BARSS, JOSEPH, ship’s captain, privateer, and businessman; b. 21 Feb. 1776 in Liverpool, N.S., second of 14 children of Joseph Barss and Elizabeth Crowell; d. 3 Aug. 1824 near Kentville, N.S.

Joseph Barss’s father had been brought from New England to the pioneer settlement at Liverpool as a boy, and established himself as one of the township’s leaders and its representative in the House of Assembly. Joseph was at sea by the age of 14 as a member of his father’s salmon-fishing crew on the Labrador coast. By 1797 he was master on one of his father’s vessels; the next year he was second lieutenant aboard a large privateer, the Charles Mary Wentworth; and in October 1799 he was given command of a smaller one, the Lord Spencer. After one prize had been sent back from the West Indies, three of the Lord Spencer’s crew were injured in a brush with French privateers, and the vessel later ran afoul of a “Reaf of Rocks,” the crew having to be rescued by a friendly privateer. Barss then cruised in a prize, with no recorded success. January 1801 saw him sailing from Liverpool as master of the privateer Rover.

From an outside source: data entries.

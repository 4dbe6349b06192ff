//! Project lifecycle: creation in the initial status, partial updates with
//! status relinking, and cascade delete.

use taskboard_core::error::CoreError;
use taskboard_core::status::ProjectStatus;
use taskboard_core::types::DbId;
use taskboard_db::models::project::{CreateProject, Project, UpdateProject};
use taskboard_db::repositories::{ProjectRepo, StatusRepo, TaskRepo};
use taskboard_db::DbPool;

use crate::error::AppResult;

fn not_found(id: DbId) -> CoreError {
    CoreError::NotFound {
        entity: "Project",
        id,
    }
}

pub async fn list_projects(pool: &DbPool) -> AppResult<Vec<Project>> {
    Ok(ProjectRepo::list(pool).await?)
}

pub async fn get_project(pool: &DbPool, id: DbId) -> AppResult<Project> {
    ProjectRepo::find_by_id(pool, id)
        .await?
        .ok_or_else(|| not_found(id).into())
}

/// Create a project. Its status is always [`ProjectStatus::INITIAL`].
pub async fn create_project(pool: &DbPool, input: &CreateProject) -> AppResult<Project> {
    let project = ProjectRepo::create(pool, input, ProjectStatus::INITIAL.id()).await?;
    tracing::info!(project_id = project.id, "Project created");
    Ok(project)
}

/// Apply a partial update.
///
/// The status check and the write share one transaction, so an unknown
/// `status_id` leaves the row untouched.
pub async fn update_project(pool: &DbPool, id: DbId, input: &UpdateProject) -> AppResult<Project> {
    if input.is_empty() {
        return Err(CoreError::Validation("No fields supplied for update".into()).into());
    }

    let mut tx = pool.begin().await?;

    if let Some(status_id) = input.status_id {
        if !StatusRepo::project_status_exists(&mut *tx, status_id).await? {
            return Err(CoreError::ReferenceNotFound {
                entity: "ProjectStatus",
                id: status_id.into(),
            }
            .into());
        }
    }

    let project = ProjectRepo::update(&mut *tx, id, input)
        .await?
        .ok_or_else(|| not_found(id))?;

    tx.commit().await?;

    tracing::info!(
        project_id = id,
        status_id = project.status_id,
        "Project updated"
    );
    Ok(project)
}

/// Delete a project together with all of its tasks.
pub async fn delete_project(pool: &DbPool, id: DbId) -> AppResult<()> {
    let mut tx = pool.begin().await?;

    let tasks_removed = TaskRepo::count_by_project(&mut *tx, id).await?;
    if !ProjectRepo::delete(&mut *tx, id).await? {
        return Err(not_found(id).into());
    }

    tx.commit().await?;

    tracing::info!(project_id = id, tasks_removed, "Project deleted");
    Ok(())
}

He found little prey abroad (peace was rumoured), but sent home three prizes before returning in May.

Privateering did not become lucrative again until the War of 1812, and so between 1801 and 1812 Barss sailed vessels in the Maritimes and New England coasting trade, including the Eliza, which he purchased from Simeon Perkins*. From July 1803 until March 1804 he and his sloop were in the West Indies, probably in government service and reportedly earning 1,500 dollars a month. Barss had marriage on his mind. He returned to Liverpool on 24 March, and on 12 April a bond was issued for his marriage to Olivia DeWolf, daughter of Elisha DeWolf, a prominent inhabitant of Horton Township. The couple settled in Liverpool, and Barss continued in the coastal trade, buying and selling for himself as well as others. He was also a member of a local group of underwriters which insured Liverpool vessels and cargoes.

On 28 June 1812 news of the war with the United States arrived in Liverpool by the Liverpool Packet from Halifax. This small, fast schooner, originally built for the African slave trade, had been bought by Enos Collins*, with three other Liverpool men, including Barss’s brothers John* and James, as shareholders. Prior to the war she had been placed on the packet run between Halifax and Liverpool. By 22 August Lieutenant Governor Sir John Coape Sherbrooke had granted authorization to “apprehend seize and take any Ship vessel or goods belonging to the said United States,” even though he had not received any orders from Britain in this regard. In early September the Liverpool Packet was at sea, with Joseph Barss second in command. During her first voyage the command changed from John Freeman to Barss, probably because of a need for effective discipline, and he remained in control on subsequent cruises.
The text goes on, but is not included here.